The doctor filled in the little squares under the magnifying lens. ‘Show him in.’

‘It’s not a he,’ the nurse corrected him.

‘If it’s a sheep call the veterinarian,’ the doctor said impatiently.

The patient was a girl on whom he had performed an appendectomy two years ago. Having left medical school before specialising, Dr Panteleon had no surgical training. But because landslides frequently closed the only road to the county capital where the only hospital was, he often did the operations himself, with the help of the nurse and an illustrated manual ordered by mail.

That girl’s operation had been a difficult one. When she had first complained to her mother about cramps and fever, the woman had been misled by the symptoms and tried to shake off her daughter’s fears.

‘Soon, child,’ she’d said tenderly, ‘you’ll wish this was all the trouble one gets from being a woman.’

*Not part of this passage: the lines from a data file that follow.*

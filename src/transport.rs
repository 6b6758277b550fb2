//! Duplex WebSocket transport with candidate failover and reconnection.
//!
//! The bridge owns exactly one connection at a time. `connect` walks the
//! candidate endpoint list strictly in order; an unsolicited close triggers a
//! reconnect cycle with linear backoff, a deliberate `shutdown` is terminal.

use futures_util::{SinkExt, StreamExt};
use parking_lot::{Mutex, RwLock};
use std::sync::Arc;
use std::time::Duration;
use thiserror::Error;
use tokio::net::TcpStream;
use tokio::sync::mpsc;
use tokio::time::sleep;
use tokio_tungstenite::tungstenite::protocol::Message;
use tokio_tungstenite::{connect_async, MaybeTlsStream, WebSocketStream};
use tracing::{debug, info, warn};

use crate::wire::{ClientMessage, ServerMessage};

/// Connection state, owned exclusively by the bridge.
#[derive(Debug, Clone, PartialEq, Eq)]
pub enum ConnectionState {
    Disconnected,
    Connecting { endpoint: String, attempt: usize },
    Connected { endpoint: String },
    Error { reason: String },
}

/// Send-path failures. These are reported to the caller, never thrown.
#[derive(Debug, Error)]
pub enum TransportError {
    #[error("transport is not connected")]
    NotConnected,
    #[error("all candidate endpoints failed: {reason}")]
    AllCandidatesExhausted { reason: String },
    #[error("failed to encode outbound message: {0}")]
    Encode(#[from] serde_json::Error),
}

pub type StateCallback = Arc<dyn Fn(ConnectionState) + Send + Sync>;
pub type MessageCallback = Arc<dyn Fn(ClientMessage) + Send + Sync>;

/// Manager for the realtime duplex connection.
///
/// All fields are shared behind `Arc`, so a `clone()` hands background tasks
/// a handle onto the same bridge.
#[derive(Clone)]
pub struct TransportBridge {
    candidates: Arc<Vec<String>>,
    state: Arc<RwLock<ConnectionState>>,
    state_callbacks: Arc<RwLock<Vec<StateCallback>>>,
    message_callbacks: Arc<RwLock<Vec<MessageCallback>>>,
    outbound_tx: Arc<RwLock<Option<mpsc::UnboundedSender<Message>>>>,
    // Serializes connect cycles: candidates are never raced against each other
    connect_gate: Arc<tokio::sync::Mutex<()>>,
    reconnect_count: Arc<Mutex<usize>>,
    shutdown_flag: Arc<Mutex<bool>>,
}
//! XCTL GW - Rust implementation
//!
//! Gateway translating between a MIDI control surface, OSC targets, and the
//! XCTL web UI over a duplex WebSocket.

use anyhow::Result;
use clap::Parser;
use std::path::Path;
use std::sync::Arc;
use tokio::sync::mpsc;
use tracing::{debug, info, warn};
use tracing_subscriber::{layer::SubscriberExt, util::SubscriberInitExt};

use xctl_gw::config::{watcher::ConfigWatcher, AppConfig};
use xctl_gw::mapping::{default_layer, LayerStack, MidiBinding};
use xctl_gw::preset::{FsPresetStore, PresetStore};
use xctl_gw::router::EventRouter;
use xctl_gw::session::Session;
use xctl_gw::transport::{ConnectionState, TransportBridge};
use xctl_gw::wire::{ClientMessage, OscSettings, ServerMessage, SettingsPatch};

/// XCTL Gateway - translate between MIDI control surfaces and OSC targets
#[derive(Parser, Debug)]
#[command(author, version, about, long_about = None)]
struct Args {
    /// Path to configuration file
    #[arg(short, long, default_value = "config.yaml")]
    config: String,

    /// Log level (error, warn, info, debug, trace); overrides the config file
    #[arg(short, long, env = "LOG_LEVEL")]
    log_level: Option<String>,

    /// WebSocket endpoint to connect to; repeat for an ordered failover list
    #[arg(long = "endpoint")]
    endpoints: Vec<String>,

    /// List stored presets and exit
    #[arg(long)]
    list_presets: bool,

    /// Print the embedded default mapping and exit
    #[arg(long)]
    show_mapping: bool,
}

#[tokio::main]
async fn main() -> Result<()> {
    // Load environment variables
    dotenvy::dotenv().ok();

    let args = Args::parse();

    let config = if Path::new(&args.config).exists() {
        AppConfig::load(&args.config).await?
    } else {
        AppConfig::default()
    };

    let log_level = args
        .log_level
        .clone()
        .unwrap_or_else(|| config.logging.level.clone());
    init_logging(&log_level)?;

    info!("Starting XCTL GW...");
    info!("Configuration file: {}", args.config);

    if args.show_mapping {
        show_default_mapping();
        return Ok(());
    }

    // Preset store
    let store = match &config.presets.root {
        Some(root) => FsPresetStore::new(root.clone()),
        None => FsPresetStore::default_location()?,
    };
    info!("Preset store: {}", store.root().display());

    if args.list_presets {
        for name in store.list().await? {
            println!("{}", name);
        }
        return Ok(());
    }

    store.ensure_default().await?;

    // Load the startup preset, or fall back to a fresh unsaved stack
    let stack = match config.presets.startup.as_deref() {
        Some(name) => match store.load(name).await {
            Ok(doc) => match LayerStack::from_layer_docs(name, doc.layers) {
                Ok(stack) => {
                    info!("Loaded startup preset '{}'", name);
                    stack
                },
                Err(e) => {
                    warn!("Startup preset '{}' is invalid ({}), starting fresh", name, e);
                    LayerStack::synthesize()
                },
            },
            Err(e) => {
                warn!("Startup preset '{}' unavailable ({}), starting fresh", name, e);
                LayerStack::synthesize()
            },
        },
        None => LayerStack::synthesize(),
    };

    let session = Arc::new(Session::new(
        Arc::new(store),
        stack,
        OscSettings::from(&config.osc),
    ));

    // Transport over the ordered candidate list
    let candidates = if args.endpoints.is_empty() {
        config.websocket.candidate_urls()
    } else {
        args.endpoints.clone()
    };
    info!("Transport candidates: {:?}", candidates);
    let bridge = TransportBridge::new(candidates);

    let router = Arc::new(EventRouter::new(session.clone(), Arc::new(bridge.clone())));

    // Config hot-reload (only when a config file actually exists)
    let config_watcher = if Path::new(&args.config).exists() {
        let (watcher, _initial) = ConfigWatcher::new(args.config.clone()).await?;
        Some(watcher)
    } else {
        None
    };

    let shutdown_signal = shutdown_signal();

    run_app(router, session, bridge, config_watcher, shutdown_signal).await?;

    info!("XCTL GW shutdown complete");
    Ok(())
}

async fn run_app(
    router: Arc<EventRouter>,
    session: Arc<Session>,
    bridge: TransportBridge,
    mut config_watcher: Option<ConfigWatcher>,
    shutdown: impl std::future::Future<Output = ()>,
) -> Result<()> {
    info!("Starting main event loop...");

    // Funnel transport callbacks into the single event loop
    let (msg_tx, mut msg_rx) = mpsc::unbounded_channel::<ClientMessage>();
    bridge.on_message(Arc::new(move |msg| {
        let _ = msg_tx.send(msg);
    }));

    let (state_tx, mut state_rx) = mpsc::unbounded_channel::<ConnectionState>();
    bridge.on_state_change(Arc::new(move |state| {
        let _ = state_tx.send(state);
    }));

    match bridge.connect().await {
        Ok(()) => {},
        Err(e) => {
            warn!("Initial connect failed ({}), retrying in the background", e);
            bridge.spawn_reconnect();
        },
    }

    tokio::pin!(shutdown);

    loop {
        tokio::select! {
            // Inbound wire messages, strictly in arrival order
            Some(msg) = msg_rx.recv() => {
                router.handle_message(msg);
            }

            // Connection-state changes
            Some(state) = state_rx.recv() => {
                match state {
                    ConnectionState::Connected { endpoint } => {
                        info!("Transport up on {}", endpoint);
                        // Re-sync the UI with the current stack shape
                        if let Err(e) = router.notify_layer_change().await {
                            warn!("Failed to push layer state after connect: {}", e);
                        }
                    }
                    ConnectionState::Error { reason } => {
                        warn!("Transport error: {}", reason);
                    }
                    other => debug!("Transport state: {:?}", other),
                }
            }

            // Config hot-reload
            Some(new_config) = next_config(&mut config_watcher) => {
                info!("📝 Configuration file changed, applying OSC settings...");
                let patch = SettingsPatch {
                    osc_output_ip: Some(new_config.osc.output_ip.clone()),
                    osc_output_port: Some(new_config.osc.output_port),
                    osc_input_port: Some(new_config.osc.input_port),
                };
                let (effective, changed) = session.update_settings(&patch);
                if changed {
                    if let Err(e) = bridge.send(&ServerMessage::SettingsUpdated { settings: effective }) {
                        debug!("Could not push settings to the UI: {}", e);
                    }
                }
                // Endpoint changes need a restart; flag them rather than juggling sockets
                if new_config.websocket.candidate_urls() != bridge.candidates() {
                    info!("WebSocket candidate changes take effect on restart");
                }
            }

            // Shutdown signal
            _ = &mut shutdown => {
                info!("Shutdown signal received, stopping event loop");
                break;
            }
        }
    }

    info!("Shutting down...");
    bridge.shutdown();
    Ok(())
}

async fn next_config(watcher: &mut Option<ConfigWatcher>) -> Option<AppConfig> {
    match watcher.as_mut() {
        Some(watcher) => watcher.next_config().await,
        None => std::future::pending().await,
    }
}

fn init_logging(level: &str) -> Result<()> {
    let filter = tracing_subscriber::EnvFilter::try_from_default_env()
        .unwrap_or_else(|_| tracing_subscriber::EnvFilter::new(level));

    tracing_subscriber::registry()
        .with(filter)
        .with(
            tracing_subscriber::fmt::layer()
                .with_target(false)
                .with_thread_ids(false)
                .with_thread_names(false),
        )
        .init();

    Ok(())
}

async fn shutdown_signal() {
    tokio::signal::ctrl_c()
        .await
        .expect("Failed to install CTRL+C signal handler");
    info!("Shutdown signal received");
}

fn show_default_mapping() {
    use colored::*;

    println!("\n{}", "=== Embedded Default Mapping ===".bold().cyan());

    let layer = default_layer("Layer 1");
    println!(
        "\n  Total controls: {}\n",
        layer.len().to_string().green()
    );

    println!(
        "  {:<12} {:<10} {}",
        "KEY".bold(),
        "MIDI".bold(),
        "OSC ADDRESS".bold()
    );
    for (key, entry) in layer.list() {
        let midi = match entry.midi_binding() {
            Some(MidiBinding::Cc(cc)) => format!("cc={}", cc),
            Some(MidiBinding::Note(note)) => format!("note={}", note),
            None => "-".to_string(),
        };
        println!(
            "  {:<12} {:<10} {}",
            key.to_string().yellow(),
            midi.green(),
            entry.osc_address().unwrap_or("-")
        );
    }

    println!("\n{}", "✅ Mapping dump complete".green().bold());
}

Her words had scared the girl even more, but also shamed her, and she had said nothing for another week. Then vomiting and diarrhoea had turned her room into a stagnant swamp overnight, and her stepfather, a callous man whose favourite pastime was capturing sparrows which he fed to his cat, had moved her bed to the veranda so he could sleep in peace. When the doctor had finally seen her, he had estimated that she was two days away from peritonitis.

Dr Panteleon put down the magnifying lens. He looked at the girl like a sculptor inspecting a finished work. She had certainly grown. Her protuberant cheekbones and the tight chest-fit of her otherwise loose shirt were the undeniable signs of maturity. The only reminder of her old misfortune was a yellow tint like the enamel of old coffee cups in her eyes. The doctor was pleased — but living in the country had taught him a terse and modest language without superlatives. ‘You look well,’ he said.

The girl did not reply. She remained standing, looking at a coloured anatomy atlas posted on the wall which the doctor had put up to cover a patch of flaking plaster. The room aroused in her the sober excitement of a museum visit.